Nov 2, 2007 08:28 GMT  ·  By

The Mountain View company made what seems to be the smartest move to respond to its rivals' evolution into the social networking battle where the web firms are allying with top players to expand their technologies. Today, Google officially released OpenSocial, a set of APIs which can help the developers design social applications compatible with numerous social networks. The most interesting aspect of the new technology is that OpenSocial received the support of the top players in the competition including Bebo, Engage.com, Friendster, hi5, Hyves, imeem, LinkedIn, mixi, MySpace, Ning, Oracle, orkut and others.

"The web is fundamentally better when it's social, and we're only just starting to see what's possible when you bring social information into different contexts on the web," said Jeff Huber, senior vice president of engineering, Google. "There's a lot of innovation that will be spurred simply by creating a standard way for developers to run social applications in more places. With the input and iteration of the community, we hope OpenSocial will become a standard set of technologies for making the web social."

Nowadays, every Internet giant has its own social network technology which supports its products and helps them expand their offering. While Microsoft signed a deal with Facebook to become the exclusive ad provider, Yahoo made a similar move in Australia where it partnered with Bebo. Sure, Microsoft's agreement seems to top all the rivals' moves because the Redmond-based company is now able to bring its adverts straight to the millions of users accessing all versions of Facebook.
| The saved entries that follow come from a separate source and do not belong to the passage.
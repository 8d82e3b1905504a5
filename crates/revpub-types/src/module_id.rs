use serde::{Deserialize, Serialize};
use std::fmt;
use std::str::FromStr;

use crate::error::RevpubError;

/// Identity of the module revision being published, rendered as
/// `organisation#name;revision`.
#[derive(Clone, Debug, PartialEq, Eq, Hash, Serialize, Deserialize)]
pub struct ModuleRevisionId {
    pub organisation: String,
    pub name: String,
    pub revision: String,
}

impl ModuleRevisionId {
    pub fn new(
        organisation: impl Into<String>,
        name: impl Into<String>,
        revision: impl Into<String>,
    ) -> Self {
        Self {
            organisation: organisation.into(),
            name: name.into(),
            revision: revision.into(),
        }
    }
}

impl fmt::Display for ModuleRevisionId {
    fn fmt(&self, f: &mut fmt::Formatter<'_>) -> fmt::Result {
        write!(f, "{}#{};{}", self.organisation, self.name, self.revision)
    }
}

impl FromStr for ModuleRevisionId {
    type Err = RevpubError;

    fn from_str(s: &str) -> Result<Self, Self::Err> {
        let invalid = || {
            RevpubError::Other(format!(
                "invalid module revision '{s}': expected organisation#name;revision"
            ))
        };
        let (organisation, rest) = s.split_once('#').ok_or_else(invalid)?;
        let (name, revision) = rest.split_once(';').ok_or_else(invalid)?;
        if organisation.is_empty() || name.is_empty() || revision.is_empty() {
            return Err(invalid());
        }
        Ok(Self::new(organisation, name, revision))
    }
}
However, besides Google, it looks like the company to win the most after this release, orkut - which is actually a social network owned by the super giant -, will become more powerful on a market dominated by MySpace and Facebook.

"orkut has tens of millions of passionate users who are constantly clamoring for new ways to have fun with their friends and express themselves through orkut," said Amar Gandhi, group product manager for orkut, Google's social networking service. "By using OpenSocial to open up orkut as a platform for any developer, we can tap into the vast creativity of the community and make new features available to our users frequently."